I spent the next two weeks writing one thing down per day – and I was amazed at what I had found. Things that I would have dismissed before as luck or coincidence, such as getting a taxi at the exact moment that I needed one, or finding money in my pocket right after realizing that I’d left my wallet at home, were suddenly illuminated in a whole new way. It certainly opened my eyes to this blind spot in my life, and helped feel G-d’s direct presence in everything I did.

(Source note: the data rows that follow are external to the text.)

//! Audio analysis collaborator: trait seam, deadline, and a bounded cache.
//!
//! The analyzer is external and untrusted. A slow or failing analysis never
//! fails a job: past the deadline the orchestrator substitutes a neutral
//! default and planning falls back to uniform clip durations.

use std::collections::{HashMap, VecDeque};
use std::path::Path;
use std::time::Duration;

use async_trait::async_trait;
use beatcut_common::BeatcutResult;
use beatcut_media_model::AudioAnalysis;

/// Produces beat and tempo data for an audio file.
#[async_trait]
pub trait AudioAnalyzer: Send + Sync {
    async fn analyze(&self, path: &Path) -> BeatcutResult<AudioAnalysis>;
}

/// Run the analyzer under a deadline, substituting a neutral default on
/// timeout or failure. `fallback_duration_secs` sizes the default so the
/// planner still has a target to fill.
pub async fn analyze_with_deadline(
    analyzer: &dyn AudioAnalyzer,
    path: &Path,
    deadline: Duration,
    fallback_duration_secs: f64,
) -> AudioAnalysis {
    match tokio::time::timeout(deadline, analyzer.analyze(path)).await {
        Ok(Ok(analysis)) => analysis,
        Ok(Err(e)) => {
            tracing::warn!(path = %path.display(), error = %e, "Audio analysis failed, using default");
            AudioAnalysis::unavailable(fallback_duration_secs)
        }
        Err(_) => {
            tracing::warn!(
                path = %path.display(),
                timeout_secs = deadline.as_secs(),
                "Audio analysis timed out, using default"
            );
            AudioAnalysis::unavailable(fallback_duration_secs)
        }
    }
}

/// Bounded analysis cache keyed by source identity (the asset URL, not the
/// per-job local path). Inserting past capacity evicts the oldest entry.
pub struct AnalysisCache {
    capacity: usize,
    entries: HashMap<String, AudioAnalysis>,
    order: VecDeque<String>,
}

impl AnalysisCache {
    pub fn new(capacity: usize) -> Self {
        Self {
            capacity: capacity.max(1),
            entries: HashMap::new(),
            order: VecDeque::new(),
        }
    }

    pub fn get(&self, key: &str) -> Option<&AudioAnalysis> {
        self.entries.get(key)
    }

    pub fn insert(&mut self, key: String, analysis: AudioAnalysis) {
        if self.entries.contains_key(&key) {
            self.entries.insert(key, analysis);
            return;
        }
        while self.entries.len() >= self.capacity {
            if let Some(oldest) = self.order.pop_front() {
                self.entries.remove(&oldest);
            } else {
                break;
            }
        }
        self.order.push_back(key.clone());
        self.entries.insert(key, analysis);
    }

    pub fn len(&self) -> usize {
        self.entries.len()
    }

    pub fn is_empty(&self) -> bool {
        self.entries.is_empty()
    }
}

#[cfg(test)]
mod tests {
    use super::*;
    use beatcut_common::BeatcutError;
    use std::path::PathBuf;

    struct SlowAnalyzer;

    #[async_trait]
    impl AudioAnalyzer for SlowAnalyzer {
        async fn analyze(&self, _path: &Path) -> BeatcutResult<AudioAnalysis> {
            tokio::time::sleep(Duration::from_secs(60)).await;
            unreachable!("deadline fires first")
        }
    }

    struct FailingAnalyzer;

    #[async_trait]
    impl AudioAnalyzer for FailingAnalyzer {
        async fn analyze(&self, _path: &Path) -> BeatcutResult<AudioAnalysis> {
            Err(BeatcutError::analysis("decoder crashed"))
        }
    }

    #[tokio::test(start_paused = true)]
    async fn test_timeout_substitutes_default() {
        let analysis = analyze_with_deadline(
            &SlowAnalyzer,
            &PathBuf::from("track.mp3"),
            Duration::from_secs(1),
            20.0,
        )
        .await;
        assert!(!analysis.is_usable());
        assert!((analysis.duration_secs - 20.0).abs() < 1e-9);
    }

    #[tokio::test]
    async fn test_failure_substitutes_default() {
        let analysis = analyze_with_deadline(
            &FailingAnalyzer,
            &PathBuf::from("track.mp3"),
            Duration::from_secs(1),
            15.0,
        )
        .await;
        assert!(!analysis.is_usable());
    }

    #[test]
    fn test_cache_evicts_oldest() {
        let mut cache = AnalysisCache::new(2);
        cache.insert("a".into(), AudioAnalysis::unavailable(1.0));
        cache.insert("b".into(), AudioAnalysis::unavailable(2.0));
        cache.insert("c".into(), AudioAnalysis::unavailable(3.0));

        assert_eq!(cache.len(), 2);
        assert!(cache.get("a").is_none());
        assert!(cache.get("b").is_some());
        assert!(cache.get("c").is_some());
    }

    #[test]
    fn test_cache_update_does_not_evict() {
        let mut cache = AnalysisCache::new(2);
        cache.insert("a".into(), AudioAnalysis::unavailable(1.0));
        cache.insert("b".into(), AudioAnalysis::unavailable(2.0));
        cache.insert("a".into(), AudioAnalysis::unavailable(9.0));

        assert_eq!(cache.len(), 2);
        assert!((cache.get("a").unwrap().duration_secs - 9.0).abs() < 1e-9);
        assert!(cache.get("b").is_some());
    }
}
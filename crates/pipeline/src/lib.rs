//! Beatcut Pipeline
//!
//! Orchestrates whole render jobs end to end:
//! - **Assets:** acquisition and publication collaborator
//! - **Analysis:** audio analysis collaborator, deadline, bounded cache
//! - **Progress:** advisory progress sinks and stage windows
//! - **Orchestrator:** the fixed stage sequence with per-stage failure
//!   policies and a job-level concurrency bound

pub mod analysis;
pub mod assets;
pub mod orchestrator;
pub mod progress;

pub use analysis::{analyze_with_deadline, AnalysisCache, AudioAnalyzer};
pub use assets::{AssetStore, HttpAssetStore, LocalAssetStore};
pub use orchestrator::{JobOutcome, JobRequest, PipelineOrchestrator};
pub use progress::{LogProgressSink, NullProgressSink, ProgressSink, StageWindow};
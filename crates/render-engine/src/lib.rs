//! Beatcut Render Engine
//!
//! Executes render plans against the external media tool (ffmpeg):
//! - **Runner:** narrow subprocess interface so planning/composition logic
//!   is unit-testable against a fake
//! - **Probe:** ffprobe helpers for duration and geometry
//! - **Encoders:** process-wide encoder capability detection
//! - **Clip:** bounded-parallel generation of per-clip segments
//! - **Compose:** the renderer backend chain (GPU shader, xfade, concat)

pub mod clip;
pub mod compose;
pub mod encoders;
pub mod probe;
pub mod runner;

pub use clip::{ClipBatch, ClipFailure, ClipGenerator, Segment};
pub use compose::{ComposeBackend, ConcatBackend, GpuShaderBackend, SequenceComposer, XfadeBackend};
pub use encoders::EncoderCaps;
pub use runner::{ProcessRunner, RunOutput, SystemRunner};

In fact, having this tool in my back pocket helped me one afternoon, years later. I remember it clearly. On that day, my sister-in-law gave birth to a baby girl. Her entire family decided to come to town for Shabbos to celebrate the occasion. Everyone wanted to join together to celebrate the simchah, despite the fact that she herself would still be in the hospital. My mother-in-law looked at me and asked if I could help cook that Shabbos meal – for over 15 adults!

I jumped at the opportunity – perhaps too soon, because I wasn’t exactly sure how I would manage it. I had a six month old myself, was in school, and held two jobs. It was just one of those times in life where I had to step up and make it work.

I remember walking back from the market in Queens, NY with my baby in a baby carrier. I was racing back to my apartment with an old fashioned pushcart and each arm loaded up with two oversized grocery bags apiece as my baby cooed all the while. I was not doing this easily or gracefully, and I arrived home completely overwhelmed and very unsure of how I was going to pull it all together. Suddenly, I got a call from a friend of mine. Out of nowhere, she said, “Hey Sarah, I was just thinking about you. I’d love to come over and help you prepare for Shabbos. Do you need any help?”

Not only did I have tremendous gratitude towards her and the act of kindness that day, but I also felt a gentle love tap from G-d in that moment. My joy increased because I saw Him at work in my life, and recognized it for what it was on a deeper level.

It is for this reason that every evening at dinnertime, my children and I relate our favorite part of the day, and something we are grateful for. We emphasize our own hashgachah pratit, and it increases our overall gratitude and joy. It also allows us to see that guiding hand, whether keeping our heads from bumping on pews or driving every day in the family car.

When we begin living in a state of gratitude and expand our perspective, it shifts the blind spot out of the periphery, allowing us to see things we couldn’t before. Just like we should always check the blind spot in the car before merging, we should also try to check our spiritual blind spot on a regular basis. If you do, you might just be surprised at what you see.